Channel Your Inner Cheapskate
Most members agree that AmeriCorps members need to be intentional about spending and budgeting.
“My advice is to do your research, ask current AmeriCorps members and do anything to cut corners. It is such a privilege to serve – and there are definitely many ways to make it doable,” said Christy Ohlrogge, an AmeriCorps member in Twin Cities Habitat for Humanity. She noted that AmeriCorps members qualify for income-based discounts at certain gyms, including the YMCA and YWCA.
If you need assistance with transportation costs, many metro areas offer options. In the Twin Cities area, the program is called the Transit Assistance Program (TAP). Members can enroll and receive $1 rides on every bus or light-rail train. You can check the community where you serve for similar options.
What if you need a new pair of jeans?
“Shop at thrift stores – Plato’s closet, ARC Value Village – and look for sales,” suggested Rattliff-Cross. Plus, ask your fellow AmeriCorps members to join Groupon and find great deals in which you can all partake, from discounted oil changes to veterinary services to yoga classes.
Werk Werk Werk Werk Weeerrrrrrrk — Part-time (All Due Respect to Rhianna)
Since every AmeriCorps service opportunity is different, it is not a foregone conclusion that you will be able to have a side hustle in addition to full-time service. It’s important to leave time to take care of yourself, too, of course. However, if you have the energy and the will, you are allowed to work at a part-time job outside your service hours – even just picking up the occasional babysitting or house sitting job. Consider taking advantage of the gig economy: Deliver groceries for SHIPT or Instacart, post your profile for pet sitting on Rover.com or dog-walking on Wag.

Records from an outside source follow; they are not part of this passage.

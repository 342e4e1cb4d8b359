//! SlideDraft tool server: deck mutations, server-side rendering, and
//! whole-deck export over line-delimited JSON on stdio.

pub mod cli;
pub mod config;
pub mod export;
pub mod tools;

pub use config::ServerConfig;
pub use export::{ExportError, export_deck};
pub use tools::{ToolError, ToolRequest, ToolServer};

use tokio::io::{AsyncBufReadExt, AsyncWriteExt, BufReader};

/// Answer one JSON request per stdin line with one JSON reply per stdout
/// line, until stdin closes.
pub async fn serve_stdio(mut server: ToolServer) -> std::io::Result<()> {
    let mut lines = BufReader::new(tokio::io::stdin()).lines();
    let mut stdout = tokio::io::stdout();
    log::info!("serving tools on stdio");

    while let Some(line) = lines.next_line().await? {
        if line.trim().is_empty() {
            continue;
        }
        let mut reply = server.handle_line(&line).await.to_string();
        reply.push('\n');
        stdout.write_all(reply.as_bytes()).await?;
        stdout.flush().await?;
    }
    log::info!("stdin closed; shutting down");
    Ok(())
}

Or make money online at home. Take surveys for market research companies (for example, Swagbucks and American Consumer Opinion). You could even test websites for software bugs.
Find the Free Fun
Everyone — especially those who serve others — deserves a little fun every now and then.

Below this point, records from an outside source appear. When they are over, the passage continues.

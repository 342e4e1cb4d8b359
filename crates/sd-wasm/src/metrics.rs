//! Canvas2D text metrics.
//!
//! Measures with `CanvasRenderingContext2d.measureText`, so on-screen layout
//! and client export wrap exactly where the browser will draw.

use sd_core::{FontSpec, LayoutError, TextMetrics};
use std::cell::RefCell;
use wasm_bindgen::JsCast;
use web_sys::{CanvasRenderingContext2d, HtmlCanvasElement};

pub struct CanvasMetrics {
    ctx: CanvasRenderingContext2d,
    font: FontCache,
}

/// Last font shorthand set on a context; setting `font` re-parses CSS.
///
/// Anything else that writes the context's font (painting, a canvas resize
/// resetting the context state) must call [`FontCache::invalidate`].
#[derive(Debug, Default)]
pub struct FontCache(RefCell<Option<String>>);

impl FontCache {
    /// Record `css` as current. Returns true when the context needs it set.
    pub fn update(&self, css: &str) -> bool {
        let mut current = self.0.borrow_mut();
        if current.as_deref() == Some(css) {
            return false;
        }
        *current = Some(css.to_string());
        true
    }

    pub fn invalidate(&self) {
        self.0.borrow_mut().take();
    }
}

impl CanvasMetrics {
    /// Metrics backed by `canvas`'s 2D context.
    ///
    /// Fails when the canvas cannot hand out a 2D context (detached, already
    /// bound to WebGL, ...). Layout must not run without metrics.
    pub fn for_canvas(canvas: &HtmlCanvasElement) -> Result<Self, LayoutError> {
        let ctx = context_2d(canvas)?;
        Ok(Self::from_context(ctx))
    }

    pub fn from_context(ctx: CanvasRenderingContext2d) -> Self {
        Self {
            ctx,
            font: FontCache::default(),
        }
    }

    /// Forget the cached font; the context's font state is no longer ours.
    pub fn invalidate(&self) {
        self.font.invalidate();
    }
}

impl TextMetrics for CanvasMetrics {
    fn measure(&self, text: &str, font: &FontSpec) -> f32 {
        let css = font.to_css();
        if self.font.update(&css) {
            self.ctx.set_font(&css);
        }
        match self.ctx.measure_text(text) {
            Ok(m) => m.width() as f32,
            Err(_) => {
                log::warn!("measureText failed for {:?}", font.family);
                0.0
            }
        }
    }
}

/// The 2D context of `canvas`, or `MetricsUnavailable`.
pub fn context_2d(canvas: &HtmlCanvasElement) -> Result<CanvasRenderingContext2d, LayoutError> {
    canvas
        .get_context("2d")
        .ok()
        .flatten()
        .and_then(|obj| obj.dyn_into::<CanvasRenderingContext2d>().ok())
        .ok_or_else(|| LayoutError::MetricsUnavailable("canvas has no 2d context".into()))
}

#[cfg(test)]
mod tests {
    use super::*;

    #[test]
    fn font_cache_sets_once_until_invalidated() {
        let cache = FontCache::default();
        let css = "600 40px \"Inter\", sans-serif";
        assert!(cache.update(css));
        assert!(!cache.update(css));

        // A resize resets the context to `10px sans-serif`.
        cache.invalidate();
        assert!(cache.update(css));
        assert!(!cache.update(css));
        assert!(cache.update("400 20px \"Inter\", sans-serif"));
    }
}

“Spending money in order to see friends, especially those who are not in AmeriCorps, is definitely my biggest challenge in living on a budget,” Bartun acknowledged. But there are ways to get out and have fun on the cheap.
Many cultural institutions offer free admission or at least a “free day” for state residents. In the Twin Cities, Como Zoo is free and the Minnesota Zoo offers free admission to SNAP recipients. Minneapolis Institute of Arts, the Weisman Art Museum, the Minneapolis Sculpture Garden and the Museum of Russian Art are always free. In Duluth, you can go to the Lake Superior Maritime Visitor Center and the Tweed Museum of Art. In Rochester, check out the historic Plummer Building at the Mayo Clinic.
Community libraries are a terrific resource, too. With a library card, you can access digital books, free classes and talks; at the Minneapolis City Branch of the Hennepin County Library, you can even reserve a private time to play a grand piano.
Plus, the entire state is filled with farmers markets (many of which accept EBT cards from SNAP), nature preserves, hiking trails, lakes and beaches and free outdoor sports and recreation galore in all four seasons.